1. How did Philips become the leading consumer electronics company in the world in the post-war era? What distinctive competence did they build? What distinctive incompetencies? Philips became the leading consumer electronics in the world in the post-war period by a strong investment in research and development of their independent national organizations, and good communication between the organizations. Philips has continued this tradition with fourteen divisions of product development, production and distribution in the world, which is another factor n the success of Philips, national organizations.
Distinctive competence Philips They had built national organizations that recognize a great advantage of the situation and respond to differences in local countries had, and finally product development was based on local market conditions. They also had to transfer their assets abroad in trusts in the United Kingdom and the United States and they moved most of its research staff in England, and senior executives in the United States. There were distinctive in that Philips skills are no longer able to make decisions ad one company’s technology is o put new products on the market, but each had The national organization tried to take care of their own problems and but they have lost the ability to manage the company as a whole administration. They tried to establish areas of products, but they also failed.
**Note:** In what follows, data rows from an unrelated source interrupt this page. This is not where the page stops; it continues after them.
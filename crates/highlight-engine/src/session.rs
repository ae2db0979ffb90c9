//! Seen-set tracking and content diffing.
//!
//! A page session remembers every text line and link it has ever handed to
//! the backend, so an evolving page (infinite scroll, live feeds) only ships
//! what is new. The sets are append-only and die with the session; a full
//! navigation starts a fresh one.

use std::collections::HashSet;

use crate::throttle::SendThrottle;

/// Content that appeared since the previous diff.
///
/// A value type: produced fresh each tick, never mutated after construction.
#[derive(Debug, Clone, PartialEq, Eq)]
pub struct PageDelta {
    /// Newline-joined new text lines, in the order they occur on the page.
    pub text: String,
    /// New link URLs, in document order.
    pub links: Vec<String>,
}

impl PageDelta {
    /// True when there is nothing to transmit; callers must short-circuit
    /// without touching the backend.
    pub fn is_empty(&self) -> bool {
        self.text.is_empty() && self.links.is_empty()
    }
}

/// Append-only record of everything already transmitted for this page.
#[derive(Debug, Default)]
pub struct SeenContent {
    text: HashSet<String>,
    links: HashSet<String>,
}

impl SeenContent {
    pub fn new() -> Self {
        Self::default()
    }

    /// Diff the current page state against the seen sets and commit the
    /// difference.
    ///
    /// Text is split into lines, trimmed, and empty lines dropped before the
    /// set difference; ordering follows the current read, not any prior
    /// tick's insertion order. The commit is unconditional: once a line or
    /// link is returned here it will never be returned again, even if the
    /// caller's transmission fails afterwards. That trades guaranteed
    /// delivery for never re-sending the same content twice.
    pub fn diff(&mut self, page_text: &str, links: &[String]) -> PageDelta {
        // Filter first, insert after: identical new lines within one read
        // all survive the filter and each appears in the delta.
        let new_lines: Vec<&str> = page_text
            .lines()
            .map(str::trim)
            .filter(|line| !line.is_empty())
            .filter(|line| !self.text.contains(*line))
            .collect();
        for line in &new_lines {
            self.text.insert((*line).to_string());
        }

        let new_links: Vec<String> = links
            .iter()
            .filter(|link| !self.links.contains(*link))
            .cloned()
            .collect();
        for link in &new_links {
            self.links.insert(link.clone());
        }

        PageDelta {
            text: new_lines.join("\n"),
            links: new_links,
        }
    }

    /// Number of distinct text lines transmitted so far.
    pub fn text_count(&self) -> usize {
        self.text.len()
    }

    /// Number of distinct links transmitted so far.
    pub fn link_count(&self) -> usize {
        self.links.len()
    }
}

/// All mutable state for one page lifetime: the seen sets plus the send
/// throttle. Owning both in one value keeps the pipeline testable with a
/// fresh session per test instead of ambient module state.
#[derive(Debug)]
pub struct PageSession {
    pub seen: SeenContent,
    pub throttle: SendThrottle,
}

impl PageSession {
    pub fn new() -> Self {
        Self {
            seen: SeenContent::new(),
            throttle: SendThrottle::default(),
        }
    }
}

impl Default for PageSession {
    fn default() -> Self {
        Self::new()
    }
}

#[cfg(test)]
mod tests {
    use super::*;
    use pretty_assertions::assert_eq;

    fn links(urls: &[&str]) -> Vec<String> {
        urls.iter().map(|u| u.to_string()).collect()
    }

    #[test]
    fn test_first_diff_returns_everything() {
        let mut seen = SeenContent::new();
        let delta = seen.diff(
            "The earth is flat.\nWater boils at 100C.",
            &links(&["https://example.com/a"]),
        );

        assert_eq!(delta.text, "The earth is flat.\nWater boils at 100C.");
        assert_eq!(delta.links, links(&["https://example.com/a"]));
    }

    #[test]
    fn test_diff_is_idempotent_without_page_change() {
        let mut seen = SeenContent::new();
        let page = "line one\nline two";
        let page_links = links(&["https://example.com/a"]);

        let first = seen.diff(page, &page_links);
        assert!(!first.is_empty());

        let second = seen.diff(page, &page_links);
        assert!(second.is_empty());
    }

    #[test]
    fn test_only_new_lines_are_returned() {
        let mut seen = SeenContent::new();
        seen.diff("old line", &[]);

        let delta = seen.diff("old line\nfresh line", &[]);
        assert_eq!(delta.text, "fresh line");
    }

    #[test]
    fn test_lines_are_trimmed_and_empties_dropped() {
        let mut seen = SeenContent::new();
        let delta = seen.diff("  padded line  \n\n   \nplain", &[]);
        assert_eq!(delta.text, "padded line\nplain");

        // The trimmed form is what was committed.
        let again = seen.diff("padded line", &[]);
        assert!(again.is_empty());
    }

    #[test]
    fn test_delta_preserves_current_read_order() {
        let mut seen = SeenContent::new();
        seen.diff("b", &[]);

        // "a" is new and comes first in this read, even though "b" was seen
        // earlier.
        let delta = seen.diff("a\nb\nc", &[]);
        assert_eq!(delta.text, "a\nc");
    }

    #[test]
    fn test_seen_sets_grow_monotonically() {
        let mut seen = SeenContent::new();
        let mut previous = 0;
        for page in ["one", "one\ntwo", "two\nthree", "one"] {
            seen.diff(page, &[]);
            assert!(seen.text_count() >= previous);
            previous = seen.text_count();
        }
        assert_eq!(seen.text_count(), 3);
    }

    #[test]
    fn test_links_deduplicate_across_ticks() {
        let mut seen = SeenContent::new();
        let first = seen.diff("", &links(&["https://a.com", "https://b.com"]));
        assert_eq!(first.links.len(), 2);

        let second = seen.diff("", &links(&["https://b.com", "https://c.com"]));
        assert_eq!(second.links, links(&["https://c.com"]));
        assert_eq!(seen.link_count(), 3);
    }

    #[test]
    fn test_repeated_link_within_one_read_survives_the_filter() {
        // The set is committed after the filter pass, so both occurrences of
        // a not-yet-seen link appear in the same delta.
        let mut seen = SeenContent::new();
        let delta = seen.diff("", &links(&["https://a.com", "https://a.com"]));
        assert_eq!(delta.links.len(), 2);
        assert_eq!(seen.link_count(), 1);
    }

    #[test]
    fn test_commit_happens_even_if_caller_drops_the_delta() {
        let mut seen = SeenContent::new();
        drop(seen.diff("never transmitted", &[]));

        // Content is gone for good; no retry path exists.
        assert!(seen.diff("never transmitted", &[]).is_empty());
    }

    #[test]
    fn test_empty_page_yields_empty_delta() {
        let mut seen = SeenContent::new();
        assert!(seen.diff("", &[]).is_empty());
        assert!(seen.diff("\n  \n", &[]).is_empty());
    }
}

#[cfg(test)]
mod proptests {
    use super::*;
    use proptest::prelude::*;

    fn page_text() -> impl Strategy<Value = String> {
        proptest::collection::vec("[a-z ]{0,12}", 0..10).prop_map(|lines| lines.join("\n"))
    }

    proptest! {
        /// Property: a second diff with the same inputs is always empty.
        #[test]
        fn second_diff_is_empty(text in page_text(), urls in proptest::collection::vec("[a-z]{1,8}", 0..5)) {
            let links: Vec<String> = urls.iter().map(|u| format!("https://{}.com", u)).collect();
            let mut seen = SeenContent::new();
            seen.diff(&text, &links);
            let second = seen.diff(&text, &links);
            prop_assert!(second.is_empty());
        }

        /// Property: seen sets never shrink across arbitrary diff sequences.
        #[test]
        fn seen_sets_are_monotonic(pages in proptest::collection::vec(page_text(), 1..8)) {
            let mut seen = SeenContent::new();
            let mut last = 0;
            for page in &pages {
                seen.diff(page, &[]);
                prop_assert!(seen.text_count() >= last);
                last = seen.text_count();
            }
        }

        /// Property: every line in a delta is non-empty and trimmed.
        #[test]
        fn delta_lines_are_normalized(text in "[a-z \n\t]{0,60}") {
            let mut seen = SeenContent::new();
            let delta = seen.diff(&text, &[]);
            for line in delta.text.lines() {
                prop_assert!(!line.is_empty());
                prop_assert_eq!(line, line.trim());
            }
        }
    }
}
2. How did Matsushita succeed in displacing Philips as No. 1? What were its distinctive competencies and incompetencies? Matsushita was able to move Philips as Number 1 in consumer electronics with a unified global strategy, allowing increasing volumes Matsushita to lower the cost of pushing the lowest price, and hey have finally surpassed the strength Philips its related manufacturing. Matsushita basic skills were they. Control of the company’s subsidiaries and a single global strategy, they were allowed to reduce their production and enhance the coastline there were distinctive skills that they do not develop the innovation and they were not able to develop innovative foreign companies.
3. What recommendations would you make to Gerald Kleisterle? To Eumio Ohtsubo? Both Philips and Matsushita changed its business some things better and some things for the worse. Philips has its international corporate culture, but it seems that Philips is finally turning around again and again in his fundamental beliefs in research and manufacturing. It will be difficult, but with all the cost savings they had to do while trying to get there, and they need to have confidence in it. They used to make their production continues to improve in the development of research, but they need to promote innovation, to develop the company where he was. Matsushita will never recover it vocation is terrible and they were slow to respond to the recession in Japan.
They lost their advantage in the manufacture of other low-cost competitors and they do not recover this advantage, because many companies have lost faith in Matsushita and how they do business. We think Philips and Matsushita are the same things need to improve their business. Both companies to consolidate their production by improving innovation, outsourcing products in low-wage countries, back with a strong research and development, and improve communication within the organization. If they do, there should be an increase in revenue over time. You lose money in advance, but it will be worth it in the end.